▸ Exercise details: Set down word for word each line from the start of the listing through the line that contains "use fenris_multiphysics::CoupledSystem;", both included.

▸ Material shown:
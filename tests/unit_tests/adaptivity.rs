use fenris_multiphysics::adaptivity::AdaptivityOutcome;
use fenris_multiphysics::config::{AdaptivityConfig, SystemConfig};
use fenris_multiphysics::mesh::procedural::{create_rectangular_uniform_quad_mesh, create_uniform_line_mesh};
use fenris_multiphysics::params::Parameters;
use fenris_multiphysics::variables::FeType;
use fenris_multiphysics::CoupledSystem;
use matrixcompare::assert_scalar_eq;

/// `-u'' = 0` on four segments with a hat-shaped initial condition peaking at `x = 0.5`.
fn hat_system(adaptivity: AdaptivityConfig) -> CoupledSystem {
    let config = SystemConfig {
        num_threads: 2,
        adaptivity,
        ..SystemConfig::default()
    };
    let mut system = CoupledSystem::new(config).unwrap();
    system
        .set_mesh(create_uniform_line_mesh(0.0, 1.0, 4).unwrap())
        .unwrap();
    system.add_variable("u", FeType::LAGRANGE_FIRST, None).unwrap();
    system.add_aux_variable("k", FeType::MONOMIAL_CONSTANT, None).unwrap();
    system
        .add_kernel("Diffusion", "diff", Parameters::new().with("variable", "u"))
        .unwrap();
    system
        .add_function(
            "PiecewiseLinear",
            "hat",
            Parameters::new()
                .with("axis", "x")
                .with("x", vec![0.0, 0.5, 1.0])
                .with("y", vec![0.0, 1.0, 0.0]),
        )
        .unwrap();
    system
        .add_initial_condition("FunctionIC", "ic", Parameters::new().with("variable", "u").with("function", "hat"))
        .unwrap();
    system
        .add_initial_condition("ConstantIC", "k_ic", Parameters::new().with("variable", "k").with("value", 3.0))
        .unwrap();
    system.init().unwrap();
    system
}

#[test]
fn error_below_threshold_leaves_mesh_unchanged() {
    let mut system = hat_system(AdaptivityConfig {
        refine_threshold: 1e6,
        ..AdaptivityConfig::default()
    });
    system.on_timestep_begin().unwrap();
    let outcome = system.adapt().unwrap();
    assert_eq!(outcome, AdaptivityOutcome::Unchanged);
    assert_eq!(system.mesh().unwrap().num_active_elements(), 4);
    assert_eq!(system.dofs().num_dofs(), 5);
}

#[test]
fn gradient_jump_refines_the_kink_and_projects_the_solution() {
    let mut system = hat_system(AdaptivityConfig::default());
    system.on_timestep_begin().unwrap();
    let outcome = system.adapt().unwrap();
    assert_eq!(
        outcome,
        AdaptivityOutcome::Changed {
            refined: 2,
            coarsened: 0
        }
    );
    assert_eq!(system.mesh().unwrap().num_active_elements(), 6);
    assert_eq!(system.dofs().num_dofs(), 7);
    assert_eq!(system.solution().len(), 7);

    // The hat is linear on each refined element, so the projection reproduces it exactly
    let mesh = system.mesh().unwrap().clone();
    let dofs = system.dofs();
    for node in 0..mesh.num_vertices() {
        if let Some(dof) = dofs.node_dof(0, node) {
            let x = mesh.vertices()[node].x;
            let expected = 1.0 - (2.0 * x - 1.0).abs();
            assert_scalar_eq!(system.solution()[dof], expected, comp = abs, tol = 1e-12);
        }
    }

    // Elemental auxiliary values are inherited by the children
    assert_eq!(system.aux_solution().len(), 6);
    assert!(system.aux_solution().iter().all(|&k| k == 3.0));

    // Assembly works on the new layout
    let n = system.dofs().num_dofs();
    assert!(system.compute_residual(&nalgebra::DVector::zeros(n)).is_ok());
}

#[test]
fn cycle_limit_is_enforced_per_step() {
    let mut system = hat_system(AdaptivityConfig::default());
    system.on_timestep_begin().unwrap();
    assert!(system.adapt().unwrap().is_changed());
    assert_eq!(system.adapt().unwrap(), AdaptivityOutcome::CycleLimitReached);

    let accepted = system.solution().clone();
    system.set_solution(&accepted).unwrap();
    system.advance_history().unwrap();
    system.on_timestep_begin().unwrap();
    assert_ne!(system.adapt().unwrap(), AdaptivityOutcome::CycleLimitReached);
}

#[test]
fn initial_adaptivity_reapplies_the_initial_condition() {
    let mut system = hat_system(AdaptivityConfig {
        initial_cycles: 2,
        max_h_level: 1,
        ..AdaptivityConfig::default()
    });
    system.run_initial_adaptivity().unwrap();
    let mesh = system.mesh().unwrap().clone();
    assert!(mesh.num_active_elements() > 4);
    assert!(mesh.max_level() <= 1);

    let dofs = system.dofs();
    for node in 0..mesh.num_vertices() {
        if let Some(dof) = dofs.node_dof(0, node) {
            let x = mesh.vertices()[node].x;
            let expected = 1.0 - (2.0 * x - 1.0).abs();
            assert_scalar_eq!(system.solution()[dof], expected, comp = abs, tol = 1e-12);
        }
    }
}

/// `u = max(0, 1 - 4x)` on a 4x4 quad mesh: the gradient only jumps across `x = 0.25`.
fn corner_ramp_on_quads(adaptivity: AdaptivityConfig) -> CoupledSystem {
    let config = SystemConfig {
        num_threads: 2,
        adaptivity,
        ..SystemConfig::default()
    };
    let mut system = CoupledSystem::new(config).unwrap();
    system
        .set_mesh(create_rectangular_uniform_quad_mesh(4, 4, [0.0, 1.0], [0.0, 1.0]).unwrap())
        .unwrap();
    system.add_variable("u", FeType::LAGRANGE_FIRST, None).unwrap();
    system
        .add_kernel("Diffusion", "diff", Parameters::new().with("variable", "u"))
        .unwrap();
    system
        .add_function(
            "PiecewiseLinear",
            "ramp",
            Parameters::new()
                .with("axis", "x")
                .with("x", vec![0.0, 0.25, 1.0])
                .with("y", vec![1.0, 0.0, 0.0]),
        )
        .unwrap();
    system
        .add_initial_condition("FunctionIC", "ic", Parameters::new().with("variable", "u").with("function", "ramp"))
        .unwrap();
    system.init().unwrap();
    system
}

#[test]
fn local_error_on_quads_refines_a_conforming_mesh() {
    let mut system = corner_ramp_on_quads(AdaptivityConfig::default());
    system.on_timestep_begin().unwrap();
    let outcome = system.adapt().unwrap();
    // Only the two columns next to the kink carry error, but a partial refinement would leave
    // hanging nodes, so every connected quadrilateral is refined
    assert_eq!(
        outcome,
        AdaptivityOutcome::Changed {
            refined: 16,
            coarsened: 0
        }
    );
    let mesh = system.mesh().unwrap().clone();
    assert_eq!(mesh.num_active_elements(), 64);
    assert_eq!(system.dofs().num_dofs(), 81);

    let dofs = system.dofs();
    for node in 0..mesh.num_vertices() {
        if let Some(dof) = dofs.node_dof(0, node) {
            let expected = (1.0 - 4.0 * mesh.vertices()[node].x).max(0.0);
            assert_scalar_eq!(system.solution()[dof], expected, comp = abs, tol = 1e-12);
        }
    }
    let n = system.dofs().num_dofs();
    assert!(system.compute_residual(&nalgebra::DVector::zeros(n)).is_ok());
}

#[test]
fn quads_at_the_maximum_level_are_left_alone() {
    let mut system = corner_ramp_on_quads(AdaptivityConfig {
        max_cycles: 2,
        max_h_level: 1,
        ..AdaptivityConfig::default()
    });
    system.on_timestep_begin().unwrap();
    assert!(system.adapt().unwrap().is_changed());
    assert_eq!(system.adapt().unwrap(), AdaptivityOutcome::Unchanged);
    assert_eq!(system.mesh().unwrap().num_active_elements(), 64);
}
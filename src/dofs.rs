//! Degree of freedom numbering.
//!
//! Degrees of freedom are numbered variable-major: all dofs of variable 0 come first, then
//! all dofs of variable 1, and so on. Within a variable, first order Lagrange dofs follow
//! ascending node ids and constant monomial dofs follow ascending element ids.
use crate::error::{Result, SystemError};
use crate::mesh::refinement::RefinementRecord;
use crate::mesh::{Mesh, SubdomainId};
use crate::variables::{FeFamily, Variable};
use log::warn;
use nalgebra::DVector;
use std::collections::BTreeSet;
use std::ops::Range;

#[derive(Debug, Clone, PartialEq, Eq)]
pub struct VariableDofs {
    family: FeFamily,
    subdomains: Option<BTreeSet<SubdomainId>>,
    node_dofs: Vec<Option<usize>>,
    element_dofs: Vec<Option<usize>>,
    range: Range<usize>,
}

impl VariableDofs {
    pub fn family(&self) -> FeFamily {
        self.family
    }

    pub fn range(&self) -> Range<usize> {
        self.range.clone()
    }

    pub fn num_dofs(&self) -> usize {
        self.range.len()
    }

    pub fn is_active_on(&self, subdomain: SubdomainId) -> bool {
        self.subdomains
            .as_ref()
            .map(|set| set.contains(&subdomain))
            .unwrap_or(true)
    }
}

#[derive(Debug, Clone, PartialEq, Eq, Default)]
pub struct DofMap {
    variables: Vec<VariableDofs>,
    num_dofs: usize,
}

impl DofMap {
    /// Numbers the dofs of the given variables on the active elements of the mesh.
    pub fn build(mesh: &Mesh, active_elements: &[usize], variables: &[Variable]) -> Self {
        let mut next = 0;
        let mut variable_dofs = Vec::with_capacity(variables.len());
        for variable in variables {
            let start = next;
            let mut node_dofs = vec![None; mesh.num_vertices()];
            let mut element_dofs = vec![None; mesh.num_elements()];
            let elements = active_elements
                .iter()
                .copied()
                .filter(|&e| variable.is_active_on(mesh.element(e).subdomain));
            match variable.fe_type.family {
                FeFamily::Lagrange => {
                    let mut touched = vec![false; mesh.num_vertices()];
                    for element in elements {
                        for &node in &mesh.element(element).nodes {
                            touched[node] = true;
                        }
                    }
                    for (node, _) in touched.iter().enumerate().filter(|(_, &t)| t) {
                        node_dofs[node] = Some(next);
                        next += 1;
                    }
                }
                FeFamily::Monomial => {
                    for element in elements {
                        element_dofs[element] = Some(next);
                        next += 1;
                    }
                }
            }
            variable_dofs.push(VariableDofs {
                family: variable.fe_type.family,
                subdomains: variable.subdomains.clone(),
                node_dofs,
                element_dofs,
                range: start..next,
            });
        }
        Self {
            variables: variable_dofs,
            num_dofs: next,
        }
    }

    pub fn num_dofs(&self) -> usize {
        self.num_dofs
    }

    pub fn num_variables(&self) -> usize {
        self.variables.len()
    }

    pub fn variable(&self, var: usize) -> &VariableDofs {
        &self.variables[var]
    }

    pub fn node_dof(&self, var: usize, node: usize) -> Option<usize> {
        self.variables
            .get(var)
            .and_then(|v| v.node_dofs.get(node).copied().flatten())
    }

    pub fn element_dof(&self, var: usize, element: usize) -> Option<usize> {
        self.variables
            .get(var)
            .and_then(|v| v.element_dofs.get(element).copied().flatten())
    }

    /// The variable owning the given dof.
    pub fn dof_variable(&self, dof: usize) -> Option<usize> {
        self.variables.iter().position(|v| v.range.contains(&dof))
    }

    /// Fills `dofs` with the dofs of one variable on an element, in local shape function order.
    ///
    /// Leaves `dofs` empty if the variable does not live on the element.
    pub fn populate_element_dofs(&self, var: usize, mesh: &Mesh, element: usize, dofs: &mut Vec<usize>) {
        dofs.clear();
        let Some(variable) = self.variables.get(var) else {
            return;
        };
        if !variable.is_active_on(mesh.element(element).subdomain) {
            return;
        }
        match variable.family {
            FeFamily::Lagrange => {
                dofs.extend(
                    mesh.element(element)
                        .nodes
                        .iter()
                        .filter_map(|&n| variable.node_dofs.get(n).copied().flatten()),
                );
            }
            FeFamily::Monomial => {
                if let Some(dof) = variable.element_dofs.get(element).copied().flatten() {
                    dofs.push(dof);
                }
            }
        }
    }

    /// Transfers a vector from the layout `old` to this layout.
    ///
    /// Values of surviving nodes and elements are copied. Without a refinement record, dofs
    /// that did not exist before are set to zero.
    pub fn project(
        &self,
        old: &DofMap,
        record: Option<&RefinementRecord>,
        old_values: &DVector<f64>,
    ) -> Result<DVector<f64>> {
        if old_values.len() != old.num_dofs() {
            return Err(SystemError::DimensionMismatch {
                expected: old.num_dofs(),
                actual: old_values.len(),
            });
        }
        let mut values = DVector::zeros(self.num_dofs);
        let mut missing = 0;
        for (var, dofs) in self.variables.iter().enumerate() {
            let old_value = |dof: Option<usize>| dof.map(|d| old_values[d]);
            match dofs.family {
                FeFamily::Lagrange => {
                    for (node, dof) in dofs.node_dofs.iter().enumerate() {
                        let Some(dof) = *dof else { continue };
                        let value = old_value(old.node_dof(var, node)).or_else(|| {
                            let (_, parents) = record?
                                .new_nodes
                                .iter()
                                .find(|(new_node, _)| *new_node == node)?;
                            average(parents.iter().map(|&p| old_value(old.node_dof(var, p))))
                        });
                        values[dof] = value.unwrap_or_else(|| {
                            missing += 1;
                            0.0
                        });
                    }
                }
                FeFamily::Monomial => {
                    for (element, dof) in dofs.element_dofs.iter().enumerate() {
                        let Some(dof) = *dof else { continue };
                        let value = old_value(old.element_dof(var, element)).or_else(|| {
                            let record = record?;
                            if let Some(parent) = record.refined_parent_of(element) {
                                old_value(old.element_dof(var, parent))
                            } else {
                                let children = record.coarsened_children_of(element)?;
                                average(children.iter().map(|&c| old_value(old.element_dof(var, c))))
                            }
                        });
                        values[dof] = value.unwrap_or_else(|| {
                            missing += 1;
                            0.0
                        });
                    }
                }
            }
        }
        if missing > 0 {
            warn!("{missing} degrees of freedom had no value to project from and were set to zero");
        }
        Ok(values)
    }
}

fn average(values: impl Iterator<Item = Option<f64>>) -> Option<f64> {
    let mut sum = 0.0;
    let mut count = 0;
    for value in values {
        sum += value?;
        count += 1;
    }
    (count > 0).then(|| sum / count as f64)
}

▸ Response for this exercise:
filename tests/unit_tests/adaptivity.rs
use fenris_multiphysics::adaptivity::AdaptivityOutcome;
use fenris_multiphysics::config::{AdaptivityConfig, SystemConfig};
use fenris_multiphysics::mesh::procedural::{create_rectangular_uniform_quad_mesh, create_uniform_line_mesh};
use fenris_multiphysics::params::Parameters;
use fenris_multiphysics::variables::FeType;
use fenris_multiphysics::CoupledSystem;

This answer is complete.